■ Prompt: From the data below, give the number of lines holding the word "pixel", with nothing else added.

■ Material for this exercise:
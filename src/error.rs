//! # 错误类型模块
//!
//! 定义编解码过程中所有可能出现的错误。所有错误都在修改像素之前检测，
//! 因此任何失败都不会改动调用者的像素缓冲区。

use std::io;
use std::path::PathBuf;

use thiserror::Error;

use crate::encoding::TextEncoding;

/// 隐写编解码器返回的错误。
#[derive(Debug, Error)]
pub enum StegoError {
    /// 载荷超出图像容量。
    #[error("payload of {requested} bytes exceeds the available capacity of {available} bytes")]
    PayloadTooLarge { requested: usize, available: usize },

    /// 像素格式无法按字节通道寻址。
    #[error("a pixel depth of {bit_depth} bits cannot be addressed as byte lanes (expected 8, 16, 24 or 32)")]
    UnsupportedChannelLayout { bit_depth: u8 },

    /// 恢复出的字节在所选编码下无效。
    #[error("recovered bytes are not valid {encoding}: {reason}")]
    DecodingError {
        encoding: TextEncoding,
        reason: String,
    },

    /// 文本无法用所选编码表示。
    #[error("text cannot be represented as {encoding}: {reason}")]
    UnencodableText {
        encoding: TextEncoding,
        reason: String,
    },

    /// 载荷来源无法打开或读取。
    #[error("payload source {} could not be read", path.display())]
    SourceUnavailable {
        path: PathBuf,
        #[source]
        source: io::Error,
    },

    /// 样本数量与宽高不符。
    #[error("{width}x{height} image needs {expected} samples, got {actual}")]
    InvalidGeometry {
        width: u32,
        height: u32,
        expected: usize,
        actual: usize,
    },

    /// 样本值超出位深度可表示的范围。
    #[error("sample {value:#x} at pixel {index} does not fit in {bit_depth} bits")]
    SampleOutOfRange {
        index: usize,
        value: u32,
        bit_depth: u8,
    },

    /// 异或模式恢复时缺少原始图像。
    #[error("xor-original extraction requires the unmodified source image")]
    MissingReference,

    /// 两个像素缓冲区的几何参数不一致。
    #[error("reference image is {reference}, embedded image is {embedded}")]
    GeometryMismatch { reference: String, embedded: String },

    /// 图像太小，无法容纳长度前缀。
    #[error("image holds {available} bytes, too few for the {required}-byte length header")]
    MissingHeader { available: usize, required: usize },

    /// 载荷的编码与本次操作选择的编码不一致。
    #[error("payload is encoded as {payload}, but the codec is configured for {configured}")]
    EncodingMismatch {
        payload: TextEncoding,
        configured: TextEncoding,
    },

    /// 长度前缀模式下又提供了显式长度。
    #[error("an explicit length of {requested} bytes cannot be combined with length-prefixed framing")]
    UnexpectedLength { requested: usize },

    /// 长度前缀声明的载荷大于图像容量。
    #[error("declared payload of {declared} bytes exceeds the available capacity of {available} bytes")]
    DeclaredLengthExceedsCapacity { declared: usize, available: usize },
}

pub type Result<T> = std::result::Result<T, StegoError>;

■ Task solution: 2